Turkey gets a lot of hype around the holidays, but it can be a nutritious addition to a healthy diet year-round. Consider these tips when incorporating turkey into your meals and snacks:

  • Keep raw meat separate from produce and other foods by using different cutting boards when preparing ingredients.
  • When cooking the turkey, the recommended internal temperature is 165 F. Try it in three places, including the thickest part of the chest, the inner thigh and the inner part of the wing.
  • Try seasoning the turkey with herbs and spices instead of salt.
  • Turkey pairs well with whole grains and vegetables for a hearty meal. However, small portions of leftovers can easily enhance the protein of snacks.

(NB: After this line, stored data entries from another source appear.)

//! Request variables and predicate evaluation
//!
//! Route predicates are `[variable, operator, value]` triples evaluated
//! against request attributes: `uri`, `method`, `host`, `remote_addr`,
//! `arg_<name>` (query), `cookie_<name>`, `http_<header>`, and any named
//! value a plugin registered on the context.

use crate::store::types::{VarOp, VarPredicate};
use regex::Regex;
use std::collections::HashMap;
use std::net::IpAddr;

/// Request attributes predicates resolve against
#[derive(Debug, Clone, Default)]
pub struct RequestVars {
    pub uri: String,
    pub method: String,
    pub host: Option<String>,
    pub remote_addr: Option<IpAddr>,
    /// Parsed query parameters
    pub args: HashMap<String, String>,
    /// Header name (lowercased, `-` as `_`) → value
    pub headers: HashMap<String, String>,
    pub cookies: HashMap<String, String>,
    /// Named context values registered by plugins
    pub extra: HashMap<String, String>,
}

impl RequestVars {
    /// Resolve a variable by name; `None` when the attribute is absent.
    /// Query and cookie lookups accept both the `arg_x`/`cookie_x` and
    /// the dotted `args.x`/`cookie.x` spellings.
    pub fn get(&self, name: &str) -> Option<String> {
        if let Some(arg) = name.strip_prefix("arg_").or_else(|| name.strip_prefix("args.")) {
            return self.args.get(arg).cloned();
        }
        if let Some(cookie) = name
            .strip_prefix("cookie_")
            .or_else(|| name.strip_prefix("cookie."))
        {
            return self.cookies.get(cookie).cloned();
        }
        if let Some(header) = name.strip_prefix("http_") {
            return self.headers.get(header).cloned();
        }
        match name {
            "uri" => Some(self.uri.clone()),
            "method" | "request_method" => Some(self.method.clone()),
            "host" => self.host.clone(),
            "remote_addr" => self.remote_addr.map(|ip| ip.to_string()),
            _ => self.extra.get(name).cloned(),
        }
    }

    /// Parse a raw query string into `args`
    pub fn set_query(&mut self, query: &str) {
        self.args.clear();
        for pair in query.split('&').filter(|p| !p.is_empty()) {
            match pair.split_once('=') {
                Some((k, v)) => self.args.insert(k.to_string(), v.to_string()),
                None => self.args.insert(pair.to_string(), String::new()),
            };
        }
    }

    /// Parse a `Cookie:` header value into `cookies`
    pub fn set_cookies(&mut self, header: &str) {
        self.cookies.clear();
        for pair in header.split(';') {
            if let Some((k, v)) = pair.split_once('=') {
                self.cookies.insert(k.trim().to_string(), v.trim().to_string());
            }
        }
    }
}

/// Normalize a header name into variable form: `X-API-Key` → `x_api_key`
pub fn header_var_name(name: &str) -> String {
    name.to_ascii_lowercase().replace('-', "_")
}

/// A predicate with its regex compiled once at router build time
#[derive(Debug, Clone)]
pub struct CompiledPredicate {
    pred: VarPredicate,
    regex: Option<Regex>,
}

impl CompiledPredicate {
    pub fn compile(pred: &VarPredicate) -> crate::error::Result<Self> {
        let regex = if pred.op == VarOp::Regex {
            let pattern = pred.value.as_str().ok_or_else(|| {
                crate::error::GatewayError::Config(format!(
                    "Predicate on '{}' uses ~~ with a non-string pattern",
                    pred.var
                ))
            })?;
            Some(Regex::new(pattern).map_err(|e| {
                crate::error::GatewayError::Config(format!(
                    "Predicate on '{}' has invalid regex: {}",
                    pred.var, e
                ))
            })?)
        } else {
            None
        };
        Ok(Self {
            pred: pred.clone(),
            regex,
        })
    }

    pub fn var(&self) -> &str {
        &self.pred.var
    }

    /// Evaluate against the request. An absent variable satisfies only `!=`.
    pub fn holds(&self, vars: &RequestVars) -> bool {
        let actual = vars.get(&self.pred.var);
        match self.pred.op {
            VarOp::Has => actual.is_some(),
            VarOp::Eq => actual.map(|a| a == expected_str(&self.pred.value)).unwrap_or(false),
            VarOp::Ne => actual
                .map(|a| a != expected_str(&self.pred.value))
                .unwrap_or(true),
            VarOp::Gt => numeric(&actual, &self.pred.value, |a, b| a > b),
            VarOp::Lt => numeric(&actual, &self.pred.value, |a, b| a < b),
            VarOp::Ge => numeric(&actual, &self.pred.value, |a, b| a >= b),
            VarOp::Le => numeric(&actual, &self.pred.value, |a, b| a <= b),
            VarOp::Regex => match (&actual, &self.regex) {
                (Some(a), Some(re)) => re.is_match(a),
                _ => false,
            },
            VarOp::In => match (&actual, self.pred.value.as_array()) {
                (Some(a), Some(items)) => items.iter().any(|item| expected_str(item) == *a),
                _ => false,
            },
        }
    }
}

fn expected_str(value: &serde_json::Value) -> String {
    match value {
        serde_json::Value::String(s) => s.clone(),
        other => other.to_string(),
    }
}

fn numeric(actual: &Option<String>, expected: &serde_json::Value, cmp: impl Fn(f64, f64) -> bool) -> bool {
    let a = match actual.as_ref().and_then(|s| s.parse::<f64>().ok()) {
        Some(a) => a,
        None => return false,
    };
    let b = match expected.as_f64().or_else(|| expected.as_str().and_then(|s| s.parse().ok())) {
        Some(b) => b,
        None => return false,
    };
    cmp(a, b)
}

Turkey’s delicious taste and great nutritional benefits are often highlighted during the holidays. It is a vital part of many traditional festivals. However, turkey meat has a lot to offer throughout the year. It is a lean protein source that is low in calories and rich in vitamins and minerals. It contains a significant percentage of the RDA for several vitamins, including vitamins B3, B6 and B12.

The body can use the nutrients found in turkey meat to support energy production, red cell formation and metabolism regulation. In addition, its prominent protein content is an excellent driver of muscle protein synthesis. Including turkey in a well-balanced diet is an effective way to support muscle growth and repair, especially when exercising regularly.

Of course, nutritional needs are highly individualized based on many factors, including age, physical activity levels, medical history, and health goals. Pay attention to portion sizes and consider how they may affect daily totals. A registered dietitian can answer questions about turkey and its purported benefits on your health journey.